In this definition of F-symbols, the sum is taken over simple objects $[F]\in \mathcal{L}$, and some basis of maps $\alpha: F\to B \otimes C$ and $\beta: E\to A\otimes F$. The values of the F-symbols depend on this choice of basis. Choosing a different choice of basis of the elementary fusion spaces is called a gauge transformation on the F-symbols. By Schur's lemma, the dimension of the fusion spaces are equal to the fusion coefficients $\text{dim}_{\mathbb{C}}(\text{Hom}_{\mathcal{C}}(A,B\otimes C))=N^{A,B}_{C}$, so the number of values the indices take depend on the fusion coefficients.

== For multiplicity-free fusion categories ==
A fusion category is called multiplicity-free if all of its fusion coefficients are equal to 0 or 1. For a multiplicity-free fusion category, the four indices of F-symbols which index choices of morphisms become irrelevant.
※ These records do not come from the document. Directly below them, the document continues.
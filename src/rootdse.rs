//! Root DSE capability dump.
//!
//! Asks the server which root-level attributes it claims to support and
//! fetches each one; servers that don't advertise a list get probed with a
//! fixed set of well-known names instead.

use std::collections::BTreeMap;

use ldap3::{Ldap, Scope, SearchEntry, SearchResult};

/// Well-known root DSE attributes, probed when the server doesn't expose
/// msDS-SupportedRootDSEAttributes.
pub const FALLBACK_ATTRS: &[&str] = &[
    "configurationNamingContext",
    "currentTime",
    "defaultNamingContext",
    "dNSHostName",
    "dsSchemaAttrCount",
    "dsSchemaClassCount",
    "dsSchemaPrefixCount",
    "dsServiceName",
    "highestCommittedUSN",
    "isGlobalCatalogReady",
    "isSynchronized",
    "ldapServiceName",
    "namingContexts",
    "netlogon",
    "pendingPropagations",
    "rootDomainNamingContext",
    "schemaNamingContext",
    "serverName",
    "subschemaSubentry",
    "supportedCapabilities",
    "supportedControl",
    "supportedLDAPPolicies",
    "supportedLDAPVersion",
    "supportedSASLMechanisms",
    "domainControllerFunctionality",
    "domainFunctionality",
    "forestFunctionality",
    "msDS-ReplAllInboundNeighbors",
    "msDS-ReplAllOutboundNeighbors",
    "msDS-ReplConnectionFailures",
    "msDS-ReplLinkFailures",
    "msDS-ReplPendingOps",
    "msDS-ReplQueueStatistics",
    "msDS-TopQuotaUsage",
    "supportedConfigurableSettings",
    "supportedExtension",
    "validFSMOs",
    "dsaVersionString",
    "msDS-PortLDAP",
    "msDS-PortSSL",
    "msDS-PrincipalName",
    "serviceAccountInfo",
    "spnRegistrationResult",
    "tokenGroups",
    "usnAtRifm",
    "approximateHighestInternalObjectID",
    "databaseGuid",
    "schemaIndexUpdateState",
    "dumpLdapNotifications",
    "msDS-ProcessLinksOperations",
    "msDS-SegmentCacheInfo",
    "msDS-ThreadStates",
    "ConfigurableSettingsEffective",
    "LDAPPoliciesEffective",
    "msDS-ArenaInfo",
    "msDS-Anchor",
    "msDS-PrefixTable",
    "msDS-SupportedRootDSEAttributes",
    "msDS-SupportedRootDSEModifications",
];

/// Attribute names to fetch: the advertised list when usable, the
/// well-known fallback otherwise.
pub fn probe_list(advertised: Vec<String>) -> Vec<String> {
    if advertised.is_empty() {
        FALLBACK_ATTRS.iter().map(|s| s.to_string()).collect()
    } else {
        advertised
    }
}

/// Dump every reachable root DSE attribute as name → values.
pub async fn dump_root_dse(ldap: &mut Ldap) -> BTreeMap<String, Vec<String>> {
    let advertised = fetch_attribute(ldap, "msDS-SupportedRootDSEAttributes").await;
    let mut result = BTreeMap::new();
    for attribute in probe_list(advertised) {
        let values = fetch_attribute(ldap, &attribute).await;
        result.insert(attribute, values);
    }
    result
}

/// One scoped base query for a single attribute. A failed query or an
/// unexpected response shape yields no values.
async fn fetch_attribute(ldap: &mut Ldap, attribute: &str) -> Vec<String> {
    let response = ldap
        .search("", Scope::Base, "(objectClass=*)", vec![attribute])
        .await;
    let Ok(SearchResult(mut entries, _)) = response else {
        return Vec::new();
    };
    if entries.len() != 1 {
        return Vec::new();
    }
    let entry = SearchEntry::construct(entries.remove(0));
    if entry.attrs.len() != 1 {
        return Vec::new();
    }
    entry.attrs.into_values().next().unwrap_or_default()
}

#[cfg(test)]
mod tests {
    use super::*;

    #[test]
    fn empty_advertised_list_falls_back_to_well_known_names() {
        let list = probe_list(Vec::new());
        assert_eq!(list.len(), FALLBACK_ATTRS.len());
        assert!(list.iter().any(|a| a == "supportedCapabilities"));
    }

    #[test]
    fn advertised_list_is_used_verbatim() {
        let advertised = vec!["currentTime".to_string(), "serverName".to_string()];
        assert_eq!(probe_list(advertised.clone()), advertised);
    }
}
So, in this case, the F-symbols can be considered to only 6 indices. Seeing as this simplifies the process of skeletonization of fusion categories, many authors only define skeletonization for multiplicity-free fusion categories.

== For braided fusion categories ==
The braided monoidal structure on a fusion category can be depicted as follows.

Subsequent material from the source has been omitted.